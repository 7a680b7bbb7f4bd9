//! Real Swedish sites for realistic test fixtures.
//!
//! Coordinates are public places (town centres, malls, arenas) taken from
//! OpenStreetMap, rounded to four decimals.

/// A named site with coordinates.
#[derive(Debug, Clone)]
pub struct Site {
    pub name: &'static str,
    pub lat: f64,
    pub lng: f64,
}

impl Site {
    pub const fn new(name: &'static str, lat: f64, lng: f64) -> Self {
        Self { name, lat, lng }
    }

    pub fn coords(&self) -> (f64, f64) {
        (self.lat, self.lng)
    }
}

// ============================================================================
// Stockholm region
// ============================================================================

pub const STOCKHOLM: &[Site] = &[
    Site::new("Mall of Scandinavia", 59.3700, 18.0043),
    Site::new("Kista Galleria", 59.4032, 17.9446),
    Site::new("Täby Centrum", 59.4439, 18.0687),
    Site::new("Nacka Forum", 59.3103, 18.1636),
    Site::new("Skärholmen Centrum", 59.2770, 17.9070),
    Site::new("Barkarby Handelsplats", 59.4190, 17.8620),
    Site::new("Haninge Centrum", 59.1680, 18.1440),
    Site::new("Solna Centrum", 59.3600, 18.0000),
];

// ============================================================================
// Göteborg region
// ============================================================================

pub const GOTEBORG: &[Site] = &[
    Site::new("Nordstan", 57.7089, 11.9690),
    Site::new("Frölunda Torg", 57.6530, 11.9110),
    Site::new("Backaplan", 57.7210, 11.9530),
    Site::new("Mölndal Galleria", 57.6560, 12.0150),
    Site::new("Kungälv Centrum", 57.8710, 11.9800),
    Site::new("Partille Allum", 57.7400, 12.1060),
];

// ============================================================================
// Malmö region
// ============================================================================

pub const MALMO: &[Site] = &[
    Site::new("Emporia", 55.5640, 12.9730),
    Site::new("Mobilia", 55.5900, 13.0010),
    Site::new("Lund Nova", 55.7150, 13.2050),
    Site::new("Burlöv Center", 55.6370, 13.0910),
    Site::new("Trelleborg Centrum", 55.3760, 13.1570),
    Site::new("Vellinge Centrum", 55.4720, 13.0180),
];

// ============================================================================
// Pairs and singles used by scheduling scenarios
// ============================================================================

/// Stockholm and Uppsala city centres.
pub const STOCKHOLM_CITY: Site = Site::new("Stockholm City", 59.33, 18.07);
pub const UPPSALA_CITY: Site = Site::new("Uppsala City", 59.86, 17.64);

/// Far north, well beyond a day trip from the south.
pub const KIRUNA: Site = Site::new("Kiruna", 67.8558, 20.2253);
pub const LULEA: Site = Site::new("Luleå", 65.5848, 22.1547);
pub const UMEA: Site = Site::new("Umeå", 63.8258, 20.2630);
pub const SUNDSVALL: Site = Site::new("Sundsvall", 62.3908, 17.3069);
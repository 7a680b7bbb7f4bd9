//! Fleet-size search.
//!
//! Every team count in the configured range is evaluated independently:
//! home bases, assignment, routing, day simulation and costing. Candidates
//! run in parallel and the cheapest one wins, ties going to fewer teams.

use std::sync::Arc;
use std::sync::atomic::{AtomicBool, Ordering};

use rayon::prelude::*;
use serde::Serialize;
use tracing::{info, warn};

use crate::assign::assign;
use crate::catalog::CandidateBaseCatalog;
use crate::config::PlannerConfig;
use crate::cost::CostModel;
use crate::error::{PlannerError, Result};
use crate::filter::{ColumnMapping, LocationFilter, Record, RecordTable};
use crate::haversine::RoadDistance;
use crate::home_base::{self, BaseShortfall};
use crate::model::{Location, Team, TeamRoute};
use crate::route::RouteBuilder;
use crate::schedule::DaySimulator;
use crate::traits::DistanceMatrixProvider;

/// Shared stop request for a running search.
#[derive(Debug, Clone, Default)]
pub struct CancelFlag(Arc<AtomicBool>);

impl CancelFlag {
    pub fn new() -> Self {
        Self::default()
    }

    pub fn cancel(&self) {
        self.0.store(true, Ordering::Relaxed);
    }

    pub fn is_cancelled(&self) -> bool {
        self.0.load(Ordering::Relaxed)
    }
}

/// Fully evaluated configuration for one team count.
#[derive(Debug, Clone, Serialize)]
pub struct CandidateResult {
    pub num_teams: usize,
    pub teams: Vec<Team>,
    pub team_routes: Vec<TeamRoute>,
    pub total_cost: f64,
    pub total_days: u32,
    pub cost_per_location: f64,
    pub unassigned: Vec<Location>,
    pub shortfall: Option<BaseShortfall>,
}

/// One row of the per-team-count result table.
#[derive(Debug, Clone, Serialize)]
#[serde(tag = "status", rename_all = "camelCase")]
pub enum CandidateOutcome {
    Evaluated(CandidateResult),
    Excluded { num_teams: usize, reason: String },
}

impl CandidateOutcome {
    pub fn num_teams(&self) -> usize {
        match self {
            CandidateOutcome::Evaluated(result) => result.num_teams,
            CandidateOutcome::Excluded { num_teams, .. } => *num_teams,
        }
    }

    pub fn evaluated(&self) -> Option<&CandidateResult> {
        match self {
            CandidateOutcome::Evaluated(result) => Some(result),
            CandidateOutcome::Excluded { .. } => None,
        }
    }
}

/// The selected fleet size and its routes, plus every evaluated candidate.
#[derive(Debug, Clone, Serialize)]
pub struct PlannerResult {
    pub optimal_teams: usize,
    pub team_routes: Vec<TeamRoute>,
    pub home_bases: Vec<Team>,
    pub total_cost: f64,
    pub total_days: u32,
    pub total_locations: usize,
    pub cost_per_location: f64,
    pub unassigned: Vec<Location>,
    pub shortfall: Option<BaseShortfall>,
    /// One entry per team count, in ascending order.
    pub candidates: Vec<CandidateOutcome>,
}

/// Run the whole pipeline from a raw table.
pub fn plan_table(table: RecordTable, mapping: &ColumnMapping, config: &PlannerConfig) -> Result<PlannerResult> {
    let records = table.into_records(mapping)?;
    plan(&records, config)
}

/// Filter the records and search for the cheapest fleet size with the
/// built-in catalog and road distances.
pub fn plan(records: &[Record], config: &PlannerConfig) -> Result<PlannerResult> {
    config.validate()?;
    let locations = LocationFilter::from_config(config).apply(records)?;
    let catalog = CandidateBaseCatalog::default();
    let metric = RoadDistance::new(config.road_factor);
    solve(&locations, config, &catalog, &metric, None)
}

/// Evaluate every team count in `min_teams..=max_teams` and pick the cheapest.
pub fn solve<M: DistanceMatrixProvider>(
    locations: &[Location],
    config: &PlannerConfig,
    catalog: &CandidateBaseCatalog,
    metric: &M,
    cancel: Option<&CancelFlag>,
) -> Result<PlannerResult> {
    config.validate()?;
    home_base::check_mode(&config.home_base_mode, catalog)?;
    if locations.is_empty() {
        return Err(PlannerError::NoLocationsAfterFilter);
    }

    let cancelled = || cancel.is_some_and(CancelFlag::is_cancelled);

    let outcomes: Vec<Option<CandidateOutcome>> = (config.min_teams..=config.max_teams)
        .into_par_iter()
        .map(|num_teams| {
            if cancelled() {
                return None;
            }
            let outcome = match evaluate_candidate(num_teams, locations, config, catalog, metric) {
                Ok(result) => {
                    info!(
                        num_teams,
                        total_cost = result.total_cost,
                        total_days = result.total_days,
                        unassigned = result.unassigned.len(),
                        "evaluated candidate"
                    );
                    CandidateOutcome::Evaluated(result)
                }
                Err(err) => {
                    warn!(num_teams, %err, "excluding candidate");
                    CandidateOutcome::Excluded {
                        num_teams,
                        reason: err.to_string(),
                    }
                }
            };
            // Results finished after a stop request are discarded.
            (!cancelled()).then_some(outcome)
        })
        .collect();

    if cancelled() {
        return Err(PlannerError::Cancelled);
    }
    let candidates: Vec<CandidateOutcome> = outcomes.into_iter().flatten().collect();

    let best = candidates
        .iter()
        .filter_map(CandidateOutcome::evaluated)
        .fold(None::<&CandidateResult>, |best, candidate| match best {
            Some(current) if current.total_cost <= candidate.total_cost => Some(current),
            _ => Some(candidate),
        })
        .cloned()
        .ok_or(PlannerError::NoFeasibleCandidate)?;

    info!(
        optimal_teams = best.num_teams,
        total_cost = best.total_cost,
        unassigned = best.unassigned.len(),
        "selected fleet size"
    );

    Ok(PlannerResult {
        optimal_teams: best.num_teams,
        team_routes: best.team_routes,
        home_bases: best.teams,
        total_cost: best.total_cost,
        total_days: best.total_days,
        total_locations: locations.len(),
        cost_per_location: best.cost_per_location,
        unassigned: best.unassigned,
        shortfall: best.shortfall,
        candidates,
    })
}

/// Build, simulate and cost the configuration for one team count.
pub fn evaluate_candidate<M: DistanceMatrixProvider>(
    num_teams: usize,
    locations: &[Location],
    config: &PlannerConfig,
    catalog: &CandidateBaseCatalog,
    metric: &M,
) -> Result<CandidateResult> {
    let plan = home_base::resolve(&config.home_base_mode, catalog, locations, num_teams, metric)?;
    let assignment = assign(locations, &plan.teams, config.max_distance_from_home_km, metric);

    let builder = RouteBuilder::new(config.two_opt_max_passes);
    let simulator = DaySimulator::from_config(config, metric);
    let cost_model = CostModel::from_config(config);

    let team_routes: Vec<TeamRoute> = plan
        .teams
        .iter()
        .filter_map(|team| {
            let assigned = assignment.locations_for(team.id);
            if assigned.is_empty() {
                return None;
            }
            let route = builder.build(team, assigned, metric);
            let segments = simulator.simulate(team, &route);
            Some(TeamRoute::from_segments(team.clone(), segments, &cost_model))
        })
        .collect();

    if team_routes.is_empty() {
        return Err(PlannerError::NoFeasibleCandidate);
    }

    let total_cost: f64 = team_routes.iter().map(|r| r.total_cost).sum();
    let total_days = team_routes.iter().map(|r| r.total_days).max().unwrap_or(0);

    Ok(CandidateResult {
        num_teams,
        teams: plan.teams,
        team_routes,
        total_cost,
        total_days,
        cost_per_location: total_cost / locations.len() as f64,
        unassigned: assignment.unassigned,
        shortfall: plan.shortfall,
    })
}
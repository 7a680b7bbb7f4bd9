//! Domain entities produced and consumed by the planner stages.

use chrono::NaiveDateTime;
use serde::{Deserialize, Serialize};

use crate::cost::{CostBreakdown, CostModel};
use crate::traits::Positioned;

/// A single work item to visit.
#[derive(Debug, Clone, PartialEq, Serialize, Deserialize)]
pub struct Location {
    pub id: String,
    pub customer: String,
    pub latitude: f64,
    pub longitude: f64,
    pub units: u32,
    /// Value the location was filtered on (energy volume, priority, ...).
    pub filter_value: f64,
    /// Per-visit work duration in hours.
    pub work_time: f64,
}

impl Positioned for Location {
    fn position(&self) -> (f64, f64) {
        (self.latitude, self.longitude)
    }
}

/// A mobile team and its home base.
#[derive(Debug, Clone, PartialEq, Serialize, Deserialize)]
pub struct Team {
    /// 1-based, unique within one fleet-size candidate.
    pub id: u32,
    pub home_base: (f64, f64),
    pub home_name: String,
}

impl Team {
    pub fn new(id: u32, base: &CandidateBase) -> Self {
        Self {
            id,
            home_base: base.position(),
            home_name: base.name.clone(),
        }
    }
}

impl Positioned for Team {
    fn position(&self) -> (f64, f64) {
        self.home_base
    }
}

/// A named point that can serve as a team's home base.
#[derive(Debug, Clone, PartialEq, Serialize, Deserialize)]
pub struct CandidateBase {
    pub latitude: f64,
    pub longitude: f64,
    pub name: String,
}

impl CandidateBase {
    pub fn new(latitude: f64, longitude: f64, name: impl Into<String>) -> Self {
        Self {
            latitude,
            longitude,
            name: name.into(),
        }
    }
}

impl Positioned for CandidateBase {
    fn position(&self) -> (f64, f64) {
        (self.latitude, self.longitude)
    }
}

/// One visited location within a team route.
#[derive(Debug, Clone, PartialEq, Serialize, Deserialize)]
pub struct RouteSegment {
    pub location: Location,
    pub arrival_time: NaiveDateTime,
    pub departure_time: NaiveDateTime,
    /// Hours of driving attributed to this stop, including overhead.
    pub drive_time: f64,
    /// Kilometers driven to reach this stop.
    pub drive_distance: f64,
    pub work_time: f64,
    /// The night before this stop was spent in a hotel instead of at home.
    ///
    /// Set on the stop reached the morning after a hotel night, so it marks
    /// the overnight stay that follows the previous stop.
    pub overnight_stay: bool,
}

/// Complete simulated route for one team.
#[derive(Debug, Clone, PartialEq, Serialize, Deserialize)]
pub struct TeamRoute {
    pub team: Team,
    pub segments: Vec<RouteSegment>,
    pub total_days: u32,
    pub total_distance: f64,
    pub total_work_time: f64,
    pub total_drive_time: f64,
    pub hotel_nights: u32,
    pub total_cost: f64,
    pub cost: CostBreakdown,
}

impl TeamRoute {
    /// Aggregate segment totals and price the route.
    pub fn from_segments(team: Team, segments: Vec<RouteSegment>, cost_model: &CostModel) -> Self {
        let total_distance = segments.iter().map(|s| s.drive_distance).sum();
        let total_work_time = segments.iter().map(|s| s.work_time).sum();
        let total_drive_time = segments.iter().map(|s| s.drive_time).sum();
        let hotel_nights = segments.iter().filter(|s| s.overnight_stay).count() as u32;
        let total_days = match (segments.first(), segments.last()) {
            (Some(first), Some(last)) => {
                let span = last.departure_time.date() - first.arrival_time.date();
                span.num_days() as u32 + 1
            }
            _ => 0,
        };

        let mut route = Self {
            team,
            segments,
            total_days,
            total_distance,
            total_work_time,
            total_drive_time,
            hotel_nights,
            total_cost: 0.0,
            cost: CostBreakdown::default(),
        };
        route.cost = cost_model.breakdown(&route);
        route.total_cost = route.cost.total;
        route
    }

    pub fn stop_count(&self) -> usize {
        self.segments.len()
    }
}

### Work to be completed
Determine the number of lines in the data that contain "records" as a word or string, and state only that number.

### Answer for the task
5